━━━━━ Record set
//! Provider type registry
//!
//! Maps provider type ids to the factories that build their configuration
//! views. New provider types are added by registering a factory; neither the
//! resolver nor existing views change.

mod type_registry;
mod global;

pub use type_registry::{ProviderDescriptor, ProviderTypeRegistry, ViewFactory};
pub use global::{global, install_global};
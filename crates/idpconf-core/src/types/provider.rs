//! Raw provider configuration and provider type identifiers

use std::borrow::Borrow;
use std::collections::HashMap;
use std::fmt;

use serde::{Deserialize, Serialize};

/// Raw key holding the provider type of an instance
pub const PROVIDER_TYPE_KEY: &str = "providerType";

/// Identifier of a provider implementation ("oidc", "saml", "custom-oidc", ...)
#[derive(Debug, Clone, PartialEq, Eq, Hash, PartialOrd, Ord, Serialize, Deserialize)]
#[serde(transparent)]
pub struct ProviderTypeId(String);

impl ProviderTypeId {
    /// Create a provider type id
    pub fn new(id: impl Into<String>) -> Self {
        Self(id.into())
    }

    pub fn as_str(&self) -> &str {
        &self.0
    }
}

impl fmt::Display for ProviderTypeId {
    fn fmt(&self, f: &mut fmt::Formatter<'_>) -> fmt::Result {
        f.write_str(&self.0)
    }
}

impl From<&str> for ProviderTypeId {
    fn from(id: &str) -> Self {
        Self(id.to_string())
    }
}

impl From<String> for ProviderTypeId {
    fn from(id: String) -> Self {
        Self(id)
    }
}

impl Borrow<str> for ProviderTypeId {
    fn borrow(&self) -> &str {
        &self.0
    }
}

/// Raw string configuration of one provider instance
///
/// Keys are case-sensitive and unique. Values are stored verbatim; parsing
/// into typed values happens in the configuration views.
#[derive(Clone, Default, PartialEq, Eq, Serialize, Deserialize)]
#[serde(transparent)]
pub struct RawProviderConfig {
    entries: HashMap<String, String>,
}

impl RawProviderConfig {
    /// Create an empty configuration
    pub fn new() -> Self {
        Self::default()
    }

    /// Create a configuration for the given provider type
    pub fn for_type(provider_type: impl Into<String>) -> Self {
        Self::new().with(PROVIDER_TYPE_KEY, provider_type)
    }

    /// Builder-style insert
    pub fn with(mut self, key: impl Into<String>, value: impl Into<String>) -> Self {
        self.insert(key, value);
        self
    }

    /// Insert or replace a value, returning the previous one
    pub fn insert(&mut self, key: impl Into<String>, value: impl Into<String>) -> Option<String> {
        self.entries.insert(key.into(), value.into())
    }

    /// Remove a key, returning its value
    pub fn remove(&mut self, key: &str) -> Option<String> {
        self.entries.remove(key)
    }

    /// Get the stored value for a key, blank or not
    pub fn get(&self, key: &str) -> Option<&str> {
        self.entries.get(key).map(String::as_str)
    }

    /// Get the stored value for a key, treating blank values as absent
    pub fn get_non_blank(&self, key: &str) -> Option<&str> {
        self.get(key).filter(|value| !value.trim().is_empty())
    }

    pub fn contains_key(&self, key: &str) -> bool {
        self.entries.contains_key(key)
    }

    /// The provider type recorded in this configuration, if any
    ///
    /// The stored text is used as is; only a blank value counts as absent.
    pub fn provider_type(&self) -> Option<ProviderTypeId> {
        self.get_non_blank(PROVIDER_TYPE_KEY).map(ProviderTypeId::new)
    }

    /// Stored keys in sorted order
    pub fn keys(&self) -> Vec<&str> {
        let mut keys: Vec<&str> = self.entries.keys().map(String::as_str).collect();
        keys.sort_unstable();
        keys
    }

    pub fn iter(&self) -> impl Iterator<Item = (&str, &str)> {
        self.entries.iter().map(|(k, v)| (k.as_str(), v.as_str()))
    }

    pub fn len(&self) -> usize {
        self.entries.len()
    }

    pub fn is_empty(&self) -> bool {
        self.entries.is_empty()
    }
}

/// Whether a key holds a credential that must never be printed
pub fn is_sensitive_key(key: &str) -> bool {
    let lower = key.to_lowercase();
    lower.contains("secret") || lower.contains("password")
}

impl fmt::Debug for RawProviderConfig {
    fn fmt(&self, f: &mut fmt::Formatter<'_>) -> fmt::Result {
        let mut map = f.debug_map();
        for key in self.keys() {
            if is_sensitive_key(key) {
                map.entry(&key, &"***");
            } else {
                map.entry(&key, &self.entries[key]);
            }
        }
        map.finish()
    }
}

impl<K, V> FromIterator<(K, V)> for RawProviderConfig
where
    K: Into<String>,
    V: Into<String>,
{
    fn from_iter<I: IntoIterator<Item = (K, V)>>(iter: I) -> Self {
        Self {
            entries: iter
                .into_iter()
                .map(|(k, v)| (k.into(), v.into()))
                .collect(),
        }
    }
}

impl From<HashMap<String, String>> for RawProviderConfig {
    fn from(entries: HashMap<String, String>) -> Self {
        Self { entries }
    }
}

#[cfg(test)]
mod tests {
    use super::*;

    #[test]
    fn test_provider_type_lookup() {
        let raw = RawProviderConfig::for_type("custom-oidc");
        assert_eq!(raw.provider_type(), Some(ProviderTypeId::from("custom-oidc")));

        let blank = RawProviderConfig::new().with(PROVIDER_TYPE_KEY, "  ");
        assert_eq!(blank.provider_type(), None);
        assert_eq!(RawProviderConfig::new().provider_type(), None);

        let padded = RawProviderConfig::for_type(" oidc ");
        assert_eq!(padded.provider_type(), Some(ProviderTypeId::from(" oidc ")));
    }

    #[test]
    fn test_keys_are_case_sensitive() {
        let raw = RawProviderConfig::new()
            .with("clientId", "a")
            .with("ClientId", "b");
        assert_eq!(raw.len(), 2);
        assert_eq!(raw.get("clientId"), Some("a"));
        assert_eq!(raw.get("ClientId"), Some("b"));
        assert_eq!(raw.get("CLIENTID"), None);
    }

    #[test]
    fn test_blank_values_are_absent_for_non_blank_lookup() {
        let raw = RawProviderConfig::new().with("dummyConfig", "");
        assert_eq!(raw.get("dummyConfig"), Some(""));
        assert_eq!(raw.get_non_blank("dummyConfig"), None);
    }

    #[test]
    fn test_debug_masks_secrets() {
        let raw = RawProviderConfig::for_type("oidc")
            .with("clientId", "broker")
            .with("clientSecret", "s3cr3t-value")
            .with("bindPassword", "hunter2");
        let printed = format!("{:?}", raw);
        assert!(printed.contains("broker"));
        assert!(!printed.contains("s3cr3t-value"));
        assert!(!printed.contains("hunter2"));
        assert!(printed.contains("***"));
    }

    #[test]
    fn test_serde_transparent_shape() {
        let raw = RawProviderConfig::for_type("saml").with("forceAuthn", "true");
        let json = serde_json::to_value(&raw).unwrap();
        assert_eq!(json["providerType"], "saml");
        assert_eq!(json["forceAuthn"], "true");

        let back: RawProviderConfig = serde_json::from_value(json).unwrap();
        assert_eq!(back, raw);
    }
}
━━━━━━━━━━
* Task description:
Which lines in the entries above contain "broker"? Pull each of them out.

* Response area:
            .with("clientId", "broker")
        assert!(printed.contains("broker"));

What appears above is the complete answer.